Radiogenomics and Radiomics in Liver Cancers

Abstract

Radiogenomics is a computational discipline that identifies correlations between cross-sectional imaging features and tissue-based molecular data. These imaging phenotypic correlations can then potentially be used to longitudinally and non-invasively predict a tumor's molecular profile. A different, but related field termed radiomics examines the extraction of quantitative data from imaging data and the subsequent combination of these data with clinical information in an attempt to provide prognostic information and guide clinical decision making. Together, these fields represent the evolution of biomedical imaging from a descriptive, qualitative specialty to a predictive, quantitative discipline. It is anticipated that radiomics and radiogenomics will not only identify pathologic processes, but also unveil their underlying pathophysiological mechanisms through clinical imaging alone. Here, we review recent studies on radiogenomics and radiomics in liver cancers, including hepatocellular carcinoma, intrahepatic cholangiocarcinoma, and metastases to the liver.

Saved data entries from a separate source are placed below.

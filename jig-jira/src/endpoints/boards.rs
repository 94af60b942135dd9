//! # Agile Board Endpoints
//!
//! Board listing and lookup on the agile 1.0 API, plus the paging helper the
//! sprint endpoints share.

use anyhow::{Context, Result};
use reqwest::{Method, StatusCode};
use serde::de::DeserializeOwned;
use tracing::debug;

use crate::client::JiraClient;
use crate::consts::PAGE_SIZE;
use crate::error::api_error;
use crate::models::{AgilePage, JiraBoard, JiraIssue};

/// Board filters for [`JiraClient::list_boards`]
#[derive(Debug, Default, Clone)]
pub struct BoardFilter {
  pub project_key: Option<String>,
  /// `scrum` or `kanban`
  pub board_type: Option<String>,
}

impl JiraClient {
  /// Collect every value of an agile listing, following `startAt` until `isLast`
  pub(crate) async fn agile_pages<T: DeserializeOwned>(
    &self,
    path: &str,
    filters: &[(&str, String)],
    subject: &str,
  ) -> Result<Vec<T>> {
    let mut values = Vec::new();
    let mut start_at = 0u32;

    loop {
      let response = self
        .request(Method::GET, path)
        .query(filters)
        .query(&[("startAt", start_at), ("maxResults", PAGE_SIZE)])
        .send()
        .await
        .with_context(|| format!("Failed to list {subject}"))?;

      let page = match response.status() {
        StatusCode::OK => response
          .json::<AgilePage<T>>()
          .await
          .with_context(|| format!("Failed to parse {subject}"))?,
        _ => return Err(api_error(response, subject).await),
      };

      let fetched = page.values.len() as u32;
      debug!("{subject}: {fetched} values from {start_at}");
      values.extend(page.values);

      if page.is_last || fetched == 0 {
        break;
      }
      start_at += fetched;
    }

    Ok(values)
  }

  /// List boards, optionally narrowed to a project or board type
  pub async fn list_boards(&self, filter: &BoardFilter) -> Result<Vec<JiraBoard>> {
    let mut query = Vec::new();
    if let Some(project) = &filter.project_key {
      query.push(("projectKeyOrId", project.clone()));
    }
    if let Some(board_type) = &filter.board_type {
      query.push(("type", board_type.clone()));
    }

    self.agile_pages("/rest/agile/1.0/board", &query, "Boards").await
  }

  /// Get a board by id
  pub async fn get_board(&self, board_id: u64) -> Result<JiraBoard> {
    let response = self
      .request(Method::GET, &format!("/rest/agile/1.0/board/{board_id}"))
      .send()
      .await
      .context("Failed to fetch Jira board")?;

    match response.status() {
      StatusCode::OK => Ok(response.json::<JiraBoard>().await.context("Failed to parse Jira board")?),
      _ => Err(api_error(response, &format!("Board {board_id}")).await),
    }
  }

  /// Issues on a board, at most `limit`
  pub async fn get_board_issues(&self, board_id: u64, limit: u32) -> Result<Vec<JiraIssue>> {
    self
      .collect_issues(
        &format!("/rest/agile/1.0/board/{board_id}/issue"),
        None,
        &format!("Board {board_id}"),
        limit,
      )
      .await
  }
}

Keywords: hepatocellular carcinoma; intrahepatic cholangiocarcinoma; liver metastasis; radiogenomics; radiomics.

Figure 1

Diagram of the radiogenomic process. (a) First, imaging traits or “radiographic phenotypes”, such as tumor shape, intensity, margins, and texture, are extracted from segmented images. Genomic maps indicating the expression of individual genes or gene clusters are created from the given tissue specimen. Then, the imaging traits, genomic maps, and other clinical data, including histopathologic information or tumor marker data, are statistically analyzed and aggregated to form a radiogenomic association map. (b) The radiogenomic model is used to gain clinical data, including prognostic and predictive information, for a given set of imaging features and genomic information. (c) Incorporation of outcomes data into the radiogenomic model leads to further refinement and model validation. Reproduced with permission from [4], published by Elsevier, 2018.

Figure 2

Examples of various radiomics features that can be extracted from CT and positron emission tomography (PET) images. Gray-level co-occurrence matrix (GLCM), histogram analysis, mesh-based shape, intensity size zone matrix (ISZM), two-dimensional joint histogram, surface rendering for sigmoid features, and sub-regional portioning are various features than can be extracted from CT and PET images. These features can then be correlated with clinicopathologic data to gain prognostic and predictive information. Reproduced under a CC-BY-NC 4.0 license from [19].